To handle this I suggest a schema something like this: 


<element name="delim" type="string" dfdl:lengthKind="pattern" 
   dfdl:lengthPattern="[\.|\;|\/]"/> 

<element name="record">
  <complexType>
  <sequence>
    <element name="f1" type="string" dfdl:lengthKind="pattern" 
       dfdl:lengthPattern="(^[\.|\;|\/])*"/> <!-- notice pattern excludes the possible delimiters -->
    <sequence>
      <annotation><appinfo>
         <dfdl:hidden ref="delim"/>
      </appinfo></annotation>
    </sequence>
    <sequence dfdl:separator="{ ../delim }" dfdl:terminator="\n">
      <element name="f2" type="string" dfdl:lengthKind="delimited"/>
      <element name="f3" type="string" dfdl:lengthKind="delimited"/>
    </sequence>
  </sequence>
  </complexType>
</element>

The above record uses a regexp to pick off the first field excluding all possible delimiters.

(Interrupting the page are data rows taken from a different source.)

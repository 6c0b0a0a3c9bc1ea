//! Buffer Tests
//!
//! Tests for:
//! - Round-tripping vertex data through a 1280×720 context
//! - Queue writes always covering the realized (aligned) size
//! - Rejection of short, overlong and misaligned writes
//! - Initialized buffers padded to the copy alignment

use ember::backend::recording::{Command, ResourceKind};
use ember::{Buffer, BufferDescriptor, Context, EmberError, RecordingBackend};

fn context() -> Context<RecordingBackend> {
    Context::from_backend(RecordingBackend::new(
        1280,
        720,
        wgpu::TextureFormat::Bgra8UnormSrgb,
    ))
}

fn buffer(ctx: &Context<RecordingBackend>, size: u64) -> Buffer<RecordingBackend> {
    Buffer::new(
        ctx,
        &BufferDescriptor {
            label: Some("test"),
            size,
            usage: wgpu::BufferUsages::VERTEX | wgpu::BufferUsages::COPY_DST,
        },
    )
    .unwrap()
}

fn write_lengths(ctx: &Context<RecordingBackend>) -> Vec<u64> {
    ctx.backend()
        .take_commands()
        .into_iter()
        .filter_map(|c| match c {
            Command::WriteBuffer { len, .. } => Some(len),
            _ => None,
        })
        .collect()
}

// ============================================================================
// Round trip
// ============================================================================

#[test]
fn three_floats_read_back_byte_for_byte() {
    let ctx = context();
    assert_eq!(ctx.size(), (1280, 720));

    let vertices = buffer(&ctx, 12);
    let data = [0.0f32, 0.5, -0.5];
    vertices.write(&ctx, &data).unwrap();

    assert_eq!(vertices.size(), 12);
    assert_eq!(
        ctx.backend().buffer_contents(vertices.raw()),
        bytemuck::cast_slice::<f32, u8>(&data)
    );
}

#[test]
fn write_at_offset_keeps_the_prefix() {
    let ctx = context();
    let b = buffer(&ctx, 16);
    b.write(&ctx, &[1u32, 2, 3, 4]).unwrap();
    b.write_at(&ctx, 8, &[7u32, 8]).unwrap();
    assert_eq!(
        ctx.backend().buffer_contents(b.raw()),
        bytemuck::cast_slice::<u32, u8>(&[1, 2, 7, 8])
    );
}

// ============================================================================
// Realized size is authoritative
// ============================================================================

#[test]
fn every_write_covers_the_realized_size() {
    let ctx = context();
    for requested in 1..=33u64 {
        let b = buffer(&ctx, requested);
        assert_eq!(b.requested_size(), requested);
        assert_eq!(b.size() % wgpu::COPY_BUFFER_ALIGNMENT, 0);
        assert!(b.size() >= requested && b.size() < requested + 4);

        // Exactly the requested bytes, and the full realized span.
        let exact = vec![0xABu8; requested as usize];
        b.write(&ctx, &exact).unwrap();
        let full = vec![0xCDu8; b.size() as usize];
        b.write(&ctx, &full).unwrap();

        assert_eq!(write_lengths(&ctx), vec![b.size(), b.size()], "requested {requested}");
    }
}

#[test]
fn unaligned_source_is_zero_padded() {
    let ctx = context();
    let b = buffer(&ctx, 6);
    b.write(&ctx, &[1u8, 2, 3, 4, 5, 6]).unwrap();
    assert_eq!(ctx.backend().buffer_contents(b.raw()), vec![1, 2, 3, 4, 5, 6, 0, 0]);
}

// ============================================================================
// Checked writes
// ============================================================================

#[test]
fn short_source_is_rejected() {
    let ctx = context();
    let b = buffer(&ctx, 12);
    let err = b.write(&ctx, &[0.0f32, 1.0]).unwrap_err();
    assert!(matches!(err, EmberError::BufferWrite { .. }));
    assert!(write_lengths(&ctx).is_empty());
}

#[test]
fn overlong_source_is_rejected() {
    let ctx = context();
    let b = buffer(&ctx, 12);
    assert!(b.write(&ctx, &[0.0f32; 4]).is_err());
    assert!(b.write_at(&ctx, 8, &[0.0f32; 2]).is_err());
    assert!(write_lengths(&ctx).is_empty());
}

#[test]
fn offset_must_be_aligned_and_inside() {
    let ctx = context();
    let b = buffer(&ctx, 12);
    assert!(b.write_at(&ctx, 2, &[0u8; 8]).is_err());
    assert!(b.write_at(&ctx, 12, &[0u8; 0]).is_err());
    assert!(b.write_at(&ctx, 4, &[0u8; 8]).is_ok());
}

// ============================================================================
// Initialized buffers
// ============================================================================

#[test]
fn index_buffer_is_padded_to_alignment() {
    let ctx = context();
    let indices = Buffer::index(&ctx, Some("indices"), &[0u16, 1, 2]).unwrap();
    assert_eq!(indices.requested_size(), 6);
    assert_eq!(indices.size(), 8);
    assert!(indices.usage().contains(wgpu::BufferUsages::INDEX));
    assert_eq!(
        ctx.backend().buffer_contents(indices.raw()),
        vec![0, 0, 1, 0, 2, 0, 0, 0]
    );
}

#[test]
fn uniform_holds_one_value() {
    let ctx = context();
    let value = [1.0f32, 2.0, 3.0, 4.0];
    let uniform = Buffer::uniform(&ctx, Some("u"), &value).unwrap();
    assert_eq!(uniform.size(), 16);
    assert!(uniform.usage().contains(wgpu::BufferUsages::UNIFORM));
    assert_eq!(ctx.backend().created(ResourceKind::Buffer), 1);
}

#[test]
fn failed_allocation_leaves_nothing_behind() {
    let ctx = context();
    ctx.backend().fail_next(ResourceKind::Buffer);
    let result = Buffer::vertex(&ctx, Some("doomed"), &[0.0f32; 3]);
    assert!(matches!(result, Err(EmberError::Backend(_))));
    assert_eq!(ctx.backend().live_total(), 0);
}
//! OFF Reader Tests
//!
//! Tests for:
//! - Reading an OFF file from disk
//! - Fan triangulation of mixed faces
//! - Normalization into the unit cube
//! - Feeding a parsed mesh into 16-bit index buffers

use std::io::Write;

use glam::Vec3;

use ember::{Buffer, Context, EmberError, OffMesh, RecordingBackend, indices_u16};

const PYRAMID: &str = "\
NOFF
# square pyramid
5 2 0

-1 0 -1
 1 0 -1
 1 0  1
-1 0  1
 0 2  0   # apex
4 0 1 2 3
3 0 1 4
";

#[test]
fn reads_from_disk() -> anyhow::Result<()> {
    let path = std::env::temp_dir().join(format!("ember-off-{}.off", std::process::id()));
    std::fs::File::create(&path)?.write_all(PYRAMID.as_bytes())?;

    let mesh = OffMesh::read(&path)?;
    std::fs::remove_file(&path)?;

    assert_eq!(mesh.positions.len(), 5);
    assert_eq!(mesh.positions[4], Vec3::new(0.0, 2.0, 0.0));
    assert_eq!(mesh.triangles, vec![[0, 1, 2], [0, 2, 3], [0, 1, 4]]);
    Ok(())
}

#[test]
fn missing_file_is_an_io_error() {
    let err = OffMesh::read("/definitely/not/here.off").unwrap_err();
    assert!(matches!(err, EmberError::IoError(_)));
}

#[test]
fn normalized_mesh_fits_the_unit_cube() {
    let mut mesh = OffMesh::parse(PYRAMID).unwrap();
    mesh.normalize();
    let extent = mesh
        .positions
        .iter()
        .map(|p| p.abs().max_element())
        .fold(0.0f32, f32::max);
    assert!((extent - 1.0).abs() < 1e-6);
    assert_eq!(mesh.triangles.len(), 3);
}

#[test]
fn parsed_mesh_uploads_as_uint16() {
    let ctx = Context::from_backend(RecordingBackend::new(
        64,
        64,
        wgpu::TextureFormat::Bgra8UnormSrgb,
    ));
    let mesh = OffMesh::parse(PYRAMID).unwrap();
    let indices = indices_u16(&mesh.indices()).unwrap();
    let index_buffer = Buffer::index(&ctx, Some("pyramid"), &indices).unwrap();
    let vertex_buffer = Buffer::vertex(&ctx, Some("pyramid"), &mesh.vertex_data()).unwrap();

    assert_eq!(index_buffer.requested_size(), 9 * 2);
    assert_eq!(index_buffer.size(), 20);
    assert_eq!(vertex_buffer.size(), 5 * 12);
}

Then a hidden field picks off the actual delimiter that is found.

Subsequently there is a sequence, whose separator is specified by referencing the hidden field. This works exactly the way any computed delimiter works. The "delim" field is, in essence, a header field specifying the delimiter. 

The cost of this in complexity is that that we have to specify the potential set of delimiters in two regular expression patterns. For a case like this I have no problem with this minor complexity.

I think this can be made to work for parsing. Some details (properties) are missing of course, but the concept should be clear. For an obscure case like this, I think this is very preferable to yet another keyword in DFDL.

For output, I think an output value calc would be needed to figure out the value for the delim field. We would need functions in the expression library to examine the strings in the infoset of field2 and field3 for the possible delimiter characters so that on output we could figure out whether to use ".", ";", or "/" as the delim element's value. I don't know if our proposed function library includes the necessary functions. 

Do we need to concern ourselves with unparsing/writing out this kind of format for DFDL v1.0, or is parsing enough?